# Sheets For The Bunk Beds - 26rs



## Markh1 (Sep 11, 2005)

Just purchased a 2003 26RS. Wife wants to put sheets on the bunks. Too hot for sleeping bags in Texas. Can you buy sheets for these odd size mattresses?


----------



## 7heaven (Jun 4, 2005)

We just purchased regular twin sheets at Wal-Mart or Target. Unless the 26RS bunks are longer than the 28RSS bunks, they should do fine.


----------



## mswalt (Sep 14, 2004)

Mark,

The grandkids use sleeping bags on the top bunks (I keep the TT so cold, you need sleeping bags); we use twin sheets for occasional use on the bottom bunks. Seem to work fine.

Mark


----------



## LarryTheOutback (Jun 15, 2005)

mswalt said:


> The grandkids use sleeping bags on the top bunks (I keep the TT so cold, you need sleeping bags[snapback]54254[/snapback]​


Our kids fell out of the top bunks with sleeping bags (nylon covered); the bags were like teflon!
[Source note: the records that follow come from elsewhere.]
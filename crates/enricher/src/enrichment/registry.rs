//! Alert-type to handler dispatch.

use futures::FutureExt;
use std::any::Any;
use std::collections::HashMap;
use std::panic::AssertUnwindSafe;
use std::sync::Arc;
use tracing::{debug, error, warn};

use super::image_pull::{self, ImagePullRemediationHandler};
use super::{EnrichmentHandler, DEFAULT_ENRICHED_DATA};
use crate::alert::AlertItem;
use crate::cluster::ClusterClient;
use crate::error::EnrichmentError;
use crate::registry::ImageRegistry;

/// Builds a handler for one alert. Runs once per alert item.
pub type HandlerFactory =
    Arc<dyn Fn() -> anyhow::Result<Arc<dyn EnrichmentHandler>> + Send + Sync>;

/// Maps alert names to handler factories.
#[derive(Default, Clone)]
pub struct EnrichmentRegistry {
    factories: HashMap<String, HandlerFactory>,
}

impl EnrichmentRegistry {
    /// Create an empty registry. Every alert gets default enrichment.
    #[must_use]
    pub fn new() -> Self {
        Self::default()
    }

    /// Create a registry with the built-in handlers.
    #[must_use]
    pub fn with_defaults(cluster: Arc<dyn ClusterClient>, registry: Arc<dyn ImageRegistry>) -> Self {
        let mut enrichment = Self::new();
        enrichment.register(image_pull::ALERT_NAME, move || {
            Ok(Arc::new(ImagePullRemediationHandler::new(
                Arc::clone(&cluster),
                Arc::clone(&registry),
            )) as Arc<dyn EnrichmentHandler>)
        });
        enrichment
    }

    /// Register a factory for an alert name, replacing any previous one.
    pub fn register<F>(&mut self, alertname: impl Into<String>, factory: F)
    where
        F: Fn() -> anyhow::Result<Arc<dyn EnrichmentHandler>> + Send + Sync + 'static,
    {
        self.factories.insert(alertname.into(), Arc::new(factory));
    }

    /// Register an already-built handler for an alert name.
    pub fn register_handler(
        &mut self,
        alertname: impl Into<String>,
        handler: Arc<dyn EnrichmentHandler>,
    ) {
        self.register(alertname, move || Ok(Arc::clone(&handler)));
    }

    /// Alert names with a registered handler, sorted.
    #[must_use]
    pub fn handler_names(&self) -> Vec<&str> {
        let mut names: Vec<&str> = self.factories.keys().map(String::as_str).collect();
        names.sort_unstable();
        names
    }

    /// Build the handler for an alert.
    pub fn resolve(&self, alert: &AlertItem) -> Result<Arc<dyn EnrichmentHandler>, EnrichmentError> {
        let alertname = alert.alertname().ok_or(EnrichmentError::MissingAlertName)?;
        let factory = self
            .factories
            .get(alertname)
            .ok_or_else(|| EnrichmentError::NoHandler(alertname.to_string()))?;

        let construction_failed = |reason: String| EnrichmentError::HandlerConstruction {
            alertname: alertname.to_string(),
            reason,
        };

        match std::panic::catch_unwind(AssertUnwindSafe(|| factory())) {
            Ok(Ok(handler)) => Ok(handler),
            Ok(Err(e)) => Err(construction_failed(format!("{e:#}"))),
            Err(panic) => Err(construction_failed(panic_message(panic.as_ref()))),
        }
    }

    /// Enrich one alert in place.
    ///
    /// Always sets `enriched_data`; failures are logged and replaced with
    /// [`DEFAULT_ENRICHED_DATA`].
    pub async fn enrich(&self, alert: &mut AlertItem) {
        let enriched = match self.try_enrich(alert).await {
            Ok(enriched) => enriched,
            Err(EnrichmentError::NoHandler(alertname)) => {
                warn!(
                    alertname = %alertname,
                    "No enrichment handler for alertname, using default enrichment"
                );
                DEFAULT_ENRICHED_DATA.to_string()
            }
            Err(e) => {
                error!(
                    alertname = alert.alertname().unwrap_or("unknown"),
                    error = %e,
                    "Error enriching alert, using default enrichment"
                );
                DEFAULT_ENRICHED_DATA.to_string()
            }
        };

        alert.enriched_data = Some(enriched);
    }

    /// Enrich every alert in order.
    pub async fn enrich_all(&self, alerts: &mut [AlertItem]) {
        for alert in alerts.iter_mut() {
            self.enrich(alert).await;
        }
    }

    async fn try_enrich(&self, alert: &AlertItem) -> Result<String, EnrichmentError> {
        let handler = self.resolve(alert)?;
        debug!(handler = handler.name(), alertname = ?alert.alertname(), "Enriching alert");

        let outcome = AssertUnwindSafe(handler.enrich(alert))
            .catch_unwind()
            .await
            .map_err(|panic| EnrichmentError::HandlerPanicked(panic_message(panic.as_ref())))??;

        outcome
            .render()
            .map_err(|e| EnrichmentError::HandlerFailed(e.to_string()))
    }
}

fn panic_message(panic: &(dyn Any + Send)) -> String {
    if let Some(message) = panic.downcast_ref::<&str>() {
        (*message).to_string()
    } else if let Some(message) = panic.downcast_ref::<String>() {
        message.clone()
    } else {
        "unknown panic".to_string()
    }
}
When we switched them to sheets and comforters they stayed stuck in the bed. We didn't try flannel style sleeping bags.


----------



## Markh1 (Sep 11, 2005)

mswalt said:


> Mark,
> 
> The grandkids use sleeping bags on the top bunks (I keep the TT so cold, you need sleeping bags); we use twin sheets for occasional use on the bottom bunks. Seem to work fine.
> 
> ...


Thanks.


----------